It’s time to plan your next big product release. You sit down, set a goal for 12 months out, and get to it. What happens next is one of the common fates for traditional product releases:
- Your changes go slowly, leading to missed opportunity and demotivation
- Your funding runs out, and you have an undelivered, half-finished release
- You have to make so many compromises to keep on budget that you ultimately miss the outcomes you desired
And that’s why agile methods are used today. Rather than setting a target for a year out, we iterate and experiment with our product ideas to create the outcomes we desire more effectively and efficiently. So why do we still adhere to traditional personal resolution setting? It ends in the same outcomes as traditional projects with broken resolutions or spent effort without the results we wanted. We either stop going to the gym and feel like personal failures, or keep going to the gym and don’t lose pounds. And if you do keep your resolution and get the massive results you crave? Then your story is so unique its bound for the front page of Reddit.
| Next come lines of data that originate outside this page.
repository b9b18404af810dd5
// Copyright (c) 2025 Kirky.X
//
// Licensed under the MIT License
// See LICENSE file in the project root for full license information.

use super::helpers::{create_test_crawler, json_files};
use std::sync::Arc;
use std::time::Duration;
use tempfile::TempDir;
use topicrawl::application::use_cases::discovery_use_case::DiscoveryUseCase;
use topicrawl::domain::models::topic::Topic;
use topicrawl::domain::search::engine::SourceAdapter;
use topicrawl::infrastructure::search::aggregator::{DiscoveryAggregator, DiscoveryConfig};
use topicrawl::infrastructure::search::bing::BingSource;
use topicrawl::infrastructure::search::duckduckgo::DuckDuckGoSource;
use topicrawl::infrastructure::search::source::SourceContext;
use topicrawl::infrastructure::search::url_filter::UrlFilter;
use topicrawl::infrastructure::storage::CrawlStorage;
use wiremock::matchers::{method, path};
use wiremock::{Mock, MockServer, ResponseTemplate};

fn results_page(base: &str) -> String {
    format!(
        r#"<html><body>
        <div class="result"><a class="result__a" href="{base}/docs/spec">Spec</a>
          <a class="result__snippet">Rated capacity tables.</a></div>
        <div class="result"><a class="result__a" href="{base}/docs/guide">Guide</a></div>
        <div class="result"><a class="result__a" href="https://shop.test/cart">Cart</a></div>
        </body></html>"#
    )
}

#[tokio::test]
async fn test_discover_then_crawl() {
    let server = MockServer::start().await;
    Mock::given(method("GET"))
        .and(path("/html/"))
        .respond_with(ResponseTemplate::new(200).set_body_string(results_page(&server.uri())))
        .mount(&server)
        .await;
    Mock::given(method("GET"))
        .and(path("/bing"))
        .respond_with(ResponseTemplate::new(503))
        .mount(&server)
        .await;
    for page in ["/docs/spec", "/docs/guide"] {
        Mock::given(method("GET"))
            .and(path(page))
            .respond_with(
                ResponseTemplate::new(200).set_body_string(format!("<html>{} design guide</html>", page)),
            )
            .mount(&server)
            .await;
    }

    let temp = TempDir::new().unwrap();
    let filter = Arc::new(UrlFilter::new(["/docs/spec"], ["shop.test"]));
    let context = SourceContext::new("topicrawl-test", filter.clone(), Duration::ZERO);
    let sources: Vec<Arc<dyn SourceAdapter>> = vec![
        Arc::new(DuckDuckGoSource::new(context.clone()).with_endpoint(format!("{}/html/", server.uri()))),
        Arc::new(BingSource::new(context).with_endpoint(format!("{}/bing", server.uri()))),
    ];
    let aggregator = DiscoveryAggregator::new(
        sources,
        filter,
        DiscoveryConfig {
            max_queries_per_topic: 3,
            ..DiscoveryConfig::default()
        },
    );
    let use_case = DiscoveryUseCase::new(Arc::new(aggregator), CrawlStorage::new(temp.path()));

    let topics = vec![Topic::new(5, "Heat Pumps").with_category("hvac"), Topic::new(6, "")];
    let outcome = use_case.discover_all_topics(&topics).await.unwrap();

    assert_eq!(outcome.failed, vec![6]);
    let result = &outcome.results["5"];
    assert_eq!(result.count, 2);
    assert_eq!(result.urls[0].url, format!("{}/docs/spec", server.uri()));
    assert!(result.urls[0].is_priority());
    assert_eq!(result.urls[0].snippet.as_deref(), Some("Rated capacity tables."));
    assert!(temp.path().join("discovered_urls_enhanced.json").exists());

    let crawler = create_test_crawler(temp.path()).await;
    let summary = crawler.crawl_all_topics(&topics, 50).await.unwrap();

    assert_eq!(summary.total_succeeded, 2);
    assert_eq!(summary.skipped, vec![6]);
    assert_eq!(json_files(&temp.path().join("raw").join("topic_005")).len(), 2);
}
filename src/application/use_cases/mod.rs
// Copyright (c) 2025 Kirky.X
//
// Licensed under the MIT License
// See LICENSE file in the project root for full license information.

/// 用例模块
///
/// 包含发现与批量爬取两个业务流程
pub mod crawl_use_case;
pub mod discovery_use_case;
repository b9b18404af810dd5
// Copyright (c) 2025 Kirky.X
//
// Licensed under the MIT License
// See LICENSE file in the project root for full license information.

pub mod fetcher;
pub mod rate_limiter;
pub mod reqwest_engine;
pub mod traits;
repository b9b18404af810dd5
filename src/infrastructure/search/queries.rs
// Copyright (c) 2025 Kirky.X
//
// Licensed under the MIT License
// See LICENSE file in the project root for full license information.

use crate::domain::models::topic::Topic;

/// Name-based query templates, issued first and in this order
const NAME_TEMPLATES: &[&str] = &[
    "technical specification",
    "design guide",
    "installation manual",
    "datasheet",
    "case study",
    "performance evaluation",
    "research paper",
    "troubleshooting",
];

const KEYWORD_TEMPLATES: &[&str] = &["technical paper", "implementation guide"];

const MAX_KEYWORDS: usize = 3;
const MAX_VENDORS: usize = 2;

/// Build the ordered query list for a topic, truncated to `max_queries`.
///
/// Name templates come first, then two queries for each of the first three
/// keywords, then a site-restricted query for each of the first two vendors.
pub fn build_search_queries(topic: &Topic, max_queries: usize) -> Vec<String> {
    let name = topic.name.trim();

    let by_name = NAME_TEMPLATES
        .iter()
        .map(|template| format!("{} {}", name, template));

    let by_keyword = topic.keywords.iter().take(MAX_KEYWORDS).flat_map(|keyword| {
        KEYWORD_TEMPLATES
            .iter()
            .map(move |template| format!("{} {}", keyword, template))
    });

    let by_vendor = topic
        .vendors
        .iter()
        .take(MAX_VENDORS)
        .map(|vendor| format!("{} site:{}", name, vendor));

    by_name
        .chain(by_keyword)
        .chain(by_vendor)
        .take(max_queries)
        .collect()
}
The failure in your resolution isn’t your fault, its in the way we all set resolutions to execute on our vision for a better self. So this year, break your resolution early, and start experimenting! Instead of setting a 365-day goal, use a iterative approach and set a 14 or 30 day goal. For instance, rather than committing to a year of getting up early to write blog posts, commit to sleeping from 9pm-5am in January to get up early to write your blog. At the end of the month, have a personal retrospective. Did that work and you saw the benefits? Great, do it again in February! Did it not work? Then pivot and sleep from 10pm-6am, or find some other time to write blog posts! Whether your experiment passes or fails, you’re not a failure, and you’re sure to learn a lot about yourself. And now you get 12, 24, or more opportunities to find your next breakthrough in personal happiness, performance, or whatever your vision for 2018 has in store. Resolve to experiment!